» **The problem**
Which lines of the data below include the string "await"? Return each of them.

» **Extracted data**
== Segment start ==

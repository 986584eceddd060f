//! Streamed reply pipeline.
//!
//! One [`StreamingPipeline::start`] call drives one generation:
//!
//! ```text
//! admit ──(quota denied)──▶ QuotaExceeded           nothing opened
//!   │
//! start ──(open failed)───▶ Upstream                nothing opened
//!   │
//! STREAMING ── delta ─▶ emit chunk, accumulate
//!   │ done | error | timeout | consumer gone
//!   ▼
//! FINALIZING ─▶ persist, touch chat, bill ─▶ final chunk {done: true}
//! ```
//!
//! A spawned driving task exclusively owns the `PendingGeneration`. The
//! accumulator is consumed by `finalize`, so it can only ever run once no
//! matter how many terminal deltas the provider sends. Dropping the
//! [`ChunkStream`] cancels the run; whatever was already emitted is still
//! saved and billed.

use std::pin::Pin;
use std::sync::Arc;
use std::task::{Context, Poll};
use std::time::Duration;

use futures::Stream;
use serde::Serialize;
use tokio::sync::mpsc;
use tokio::time::Instant;
use tokio_stream::wrappers::ReceiverStream;
use tokio_util::sync::{CancellationToken, DropGuard};
use tracing::{debug, error, info, warn};

use super::adapter::{GenerationContext, GenerationHandle, GenerationSource};
use super::tokens::estimate_tokens;
use crate::common::{ChatId, ChatMessageId, UserId};
use crate::domains::chat::{ChatError, ChatRole, NewChatMessage};
use crate::kernel::{ChatRepository, QuotaService};

/// Default bound on one generation, start to last delta.
pub const DEFAULT_GENERATION_TIMEOUT: Duration = Duration::from_secs(120);

pub const TIMEOUT_ERROR: &str = "generation timed out";

/// Chunks buffered between the driving task and the consumer.
const CHUNK_BUFFER: usize = 16;

/// Unit of the streamed response.
#[derive(Debug, Clone, PartialEq, Eq, Serialize)]
pub struct StreamChunk {
    pub delta: String,
    pub message_id: ChatMessageId,
    pub done: bool,
    #[serde(skip_serializing_if = "Option::is_none")]
    pub total_tokens: Option<i64>,
    #[serde(skip_serializing_if = "Option::is_none")]
    pub error: Option<String>,
}

impl StreamChunk {
    fn delta(message_id: ChatMessageId, text: String) -> Self {
        Self {
            delta: text,
            message_id,
            done: false,
            total_tokens: None,
            error: None,
        }
    }

    fn last(message_id: ChatMessageId, total_tokens: i64, error: Option<String>) -> Self {
        Self {
            delta: String::new(),
            message_id,
            done: true,
            total_tokens: Some(total_tokens),
            error,
        }
    }
}

/// Where the finished text goes.
#[derive(Debug, Clone, Copy, PartialEq, Eq)]
pub enum FinalizeTarget {
    /// New assistant message with a pre-generated id.
    Insert { message_id: ChatMessageId },
    /// Replace an existing message's content in place.
    Update { message_id: ChatMessageId },
}

impl FinalizeTarget {
    pub fn message_id(&self) -> ChatMessageId {
        match self {
            FinalizeTarget::Insert { message_id } | FinalizeTarget::Update { message_id } => {
                *message_id
            }
        }
    }
}

/// Everything `start` needs besides the admission.
#[derive(Debug, Clone)]
pub struct GenerationRequest {
    pub chat_id: ChatId,
    pub target: FinalizeTarget,
    pub context: GenerationContext,
    /// Prompt size billed together with the completion.
    pub prompt_tokens: i64,
}

/// Proof that the capacity check passed. Only [`StreamingPipeline::admit`]
/// creates one.
#[derive(Debug)]
pub struct Admission {
    identity: UserId,
}

impl Admission {
    pub fn identity(&self) -> UserId {
        self.identity
    }
}

#[derive(Clone)]
pub struct StreamingPipeline {
    source: Arc<dyn GenerationSource>,
    repository: Arc<dyn ChatRepository>,
    quota: Arc<dyn QuotaService>,
    timeout: Duration,
}

impl StreamingPipeline {
    pub fn new(
        source: Arc<dyn GenerationSource>,
        repository: Arc<dyn ChatRepository>,
        quota: Arc<dyn QuotaService>,
    ) -> Self {
        Self {
            source,
            repository,
            quota,
            timeout: DEFAULT_GENERATION_TIMEOUT,
        }
    }

    pub fn with_timeout(mut self, timeout: Duration) -> Self {
        self.timeout = timeout;
        self
    }

    /// Capacity check. An unlimited allowance always passes.
    pub async fn admit(&self, identity: UserId) -> Result<Admission, ChatError> {
        let capacity = self.quota.check_capacity(identity).await?;
        if !capacity.has_capacity() {
            info!(
                user_id = %identity,
                used = capacity.used,
                limit = capacity.limit,
                "Generation rejected: quota exceeded"
            );
            return Err(ChatError::QuotaExceeded {
                used: capacity.used,
                limit: capacity.limit,
            });
        }
        Ok(Admission { identity })
    }

    /// Open the upstream call and spawn the driving task.
    ///
    /// An open failure is returned here; nothing is persisted or billed.
    pub async fn start(
        &self,
        admission: Admission,
        request: GenerationRequest,
    ) -> Result<ChunkStream, ChatError> {
        let GenerationRequest {
            chat_id,
            target,
            context,
            prompt_tokens,
        } = request;
        let message_id = target.message_id();
        let model = context.model.clone();

        let handle = self.source.open(context).await.map_err(|e| {
            warn!(chat_id = %chat_id, error = %e, "Generation failed to open");
            ChatError::Upstream(e.to_string())
        })?;

        info!(
            user_id = %admission.identity,
            chat_id = %chat_id,
            message_id = %message_id,
            "Generation started"
        );

        let (chunks, receiver) = mpsc::channel(CHUNK_BUFFER);
        let cancel = CancellationToken::new();

        let run = GenerationRun {
            handle,
            pending: PendingGeneration::new(
                admission.identity,
                chat_id,
                target,
                model,
                prompt_tokens,
            ),
            chunks,
            cancel: cancel.clone(),
            deadline: Instant::now() + self.timeout,
            repository: self.repository.clone(),
            quota: self.quota.clone(),
        };
        tokio::spawn(run.drive());

        Ok(ChunkStream {
            message_id,
            chunks: ReceiverStream::new(receiver),
            _cancel_on_drop: cancel.drop_guard(),
        })
    }
}

/// Consumer side of one run. Dropping it cancels the generation.
pub struct ChunkStream {
    message_id: ChatMessageId,
    chunks: ReceiverStream<StreamChunk>,
    _cancel_on_drop: DropGuard,
}

impl ChunkStream {
    /// Id the finished message is (or will be) stored under.
    pub fn message_id(&self) -> ChatMessageId {
        self.message_id
    }
}

impl Stream for ChunkStream {
    type Item = StreamChunk;

    fn poll_next(self: Pin<&mut Self>, cx: &mut Context<'_>) -> Poll<Option<Self::Item>> {
        Pin::new(&mut self.get_mut().chunks).poll_next(cx)
    }
}

/// In-flight accumulator. Only the driving task holds it.
#[derive(Debug)]
struct PendingGeneration {
    identity: UserId,
    chat_id: ChatId,
    target: FinalizeTarget,
    model: String,
    text: String,
    estimated_tokens: i64,
    provider_tokens: Option<i64>,
    prompt_tokens: i64,
}

/// What finalize did, for the closing chunk.
#[derive(Debug, Clone, PartialEq, Eq)]
struct Finalized {
    total_tokens: i64,
    error: Option<String>,
}

impl PendingGeneration {
    fn new(
        identity: UserId,
        chat_id: ChatId,
        target: FinalizeTarget,
        model: String,
        prompt_tokens: i64,
    ) -> Self {
        Self {
            identity,
            chat_id,
            target,
            model,
            text: String::new(),
            estimated_tokens: 0,
            provider_tokens: None,
            prompt_tokens,
        }
    }

    fn append(&mut self, fragment: &str) {
        self.text.push_str(fragment);
        self.estimated_tokens = estimate_tokens(&self.text);
    }

    fn record_provider_usage(&mut self, completion_tokens: i64) {
        self.provider_tokens = Some(completion_tokens);
    }

    /// Completion size; the provider's figure wins when it sent one.
    fn completion_tokens(&self) -> i64 {
        self.provider_tokens.unwrap_or(self.estimated_tokens)
    }

    /// Persist the text, touch the chat, then bill.
    ///
    /// A new message is always inserted, even empty, so the id carried by
    /// every chunk resolves to a stored row. A regenerated message keeps its
    /// old content when nothing was generated. Billing is attempted even
    /// when persisting failed.
    async fn finalize(
        self,
        repository: &dyn ChatRepository,
        quota: &dyn QuotaService,
    ) -> Finalized {
        let total_tokens = self.completion_tokens();
        let message_id = self.target.message_id();
        let mut errors = Vec::new();

        let persisted = match self.target {
            FinalizeTarget::Insert { message_id } => Some(
                repository
                    .save_message(NewChatMessage {
                        id: message_id,
                        chat_id: self.chat_id,
                        role: ChatRole::Assistant,
                        content: self.text.clone(),
                        tokens: total_tokens,
                        model: Some(self.model.clone()),
                    })
                    .await
                    .map(|_| ()),
            ),
            FinalizeTarget::Update { .. } if self.text.is_empty() => None,
            FinalizeTarget::Update { message_id } => Some(
                repository
                    .update_message(message_id, &self.text, total_tokens)
                    .await,
            ),
        };

        match persisted {
            Some(Ok(())) => {
                if let Err(e) = repository.touch_chat(self.chat_id).await {
                    warn!(chat_id = %self.chat_id, error = %e, "Failed to touch chat");
                }
            }
            Some(Err(e)) => {
                error!(
                    user_id = %self.identity,
                    chat_id = %self.chat_id,
                    message_id = %message_id,
                    error = %e,
                    "Failed to persist generated message; usage is still billed"
                );
                errors.push(format!("failed to save message: {}", e));
            }
            None => debug!(message_id = %message_id, "Empty regeneration; content kept"),
        }

        let billed = total_tokens + self.prompt_tokens;
        if let Err(e) = quota.increment_usage(self.identity, billed).await {
            error!(
                user_id = %self.identity,
                message_id = %message_id,
                tokens = billed,
                error = %e,
                "Failed to record usage"
            );
            errors.push(format!("failed to record usage: {}", e));
        }

        Finalized {
            total_tokens,
            error: (!errors.is_empty()).then(|| errors.join("; ")),
        }
    }
}

enum Outcome {
    Completed,
    Failed(String),
    TimedOut,
    Cancelled,
}

struct GenerationRun {
    handle: Box<dyn GenerationHandle>,
    pending: PendingGeneration,
    chunks: mpsc::Sender<StreamChunk>,
    cancel: CancellationToken,
    deadline: Instant,
    repository: Arc<dyn ChatRepository>,
    quota: Arc<dyn QuotaService>,
}

impl GenerationRun {
    async fn drive(self) {
        let GenerationRun {
            mut handle,
            mut pending,
            chunks,
            cancel,
            deadline,
            repository,
            quota,
        } = self;
        let message_id = pending.target.message_id();

        let outcome = loop {
            let delta = tokio::select! {
                _ = cancel.cancelled() => break Outcome::Cancelled,
                next = tokio::time::timeout_at(deadline, handle.next()) => match next {
                    Ok(delta) => delta,
                    Err(_) => break Outcome::TimedOut,
                },
            };

            if let Some(tokens) = delta.usage {
                pending.record_provider_usage(tokens);
            }

            if !delta.text.is_empty() {
                let chunk = StreamChunk::delta(message_id, delta.text.clone());
                let sent = tokio::select! {
                    _ = cancel.cancelled() => false,
                    sent = chunks.send(chunk) => sent.is_ok(),
                };
                if !sent {
                    break Outcome::Cancelled;
                }
                pending.append(&delta.text);
            }

            if delta.is_terminal() {
                break match delta.error {
                    Some(error) => Outcome::Failed(error),
                    None => Outcome::Completed,
                };
            }
        };

        handle.close();

        let upstream_error = match &outcome {
            Outcome::Completed => None,
            Outcome::Failed(error) => {
                warn!(message_id = %message_id, error = %error, "Generation failed upstream");
                Some(error.clone())
            }
            Outcome::TimedOut => {
                warn!(message_id = %message_id, "Generation timed out");
                Some(TIMEOUT_ERROR.to_string())
            }
            Outcome::Cancelled => {
                info!(message_id = %message_id, "Generation cancelled by consumer");
                None
            }
        };

        let finalized = pending.finalize(repository.as_ref(), quota.as_ref()).await;
        debug!(
            message_id = %message_id,
            total_tokens = finalized.total_tokens,
            "Generation finalized"
        );

        let error = match (upstream_error, finalized.error) {
            (Some(a), Some(b)) => Some(format!("{}; {}", a, b)),
            (a, b) => a.or(b),
        };
        let last = StreamChunk::last(message_id, finalized.total_tokens, error);

        match outcome {
            // Nobody may be listening any more
            Outcome::Cancelled => {
                let _ = chunks.try_send(last);
            }
            _ => {
                let _ = chunks.send(last).await;
            }
        }
    }
}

== Segment end ==

» **Solution for this task**
        let capacity = self.quota.check_capacity(identity).await?;
        let handle = self.source.open(context).await.map_err(|e| {
                    .await
                    .await,
                if let Err(e) = repository.touch_chat(self.chat_id).await {
        if let Err(e) = quota.increment_usage(self.identity, billed).await {
        let finalized = pending.finalize(repository.as_ref(), quota.as_ref()).await;
                let _ = chunks.send(last).await;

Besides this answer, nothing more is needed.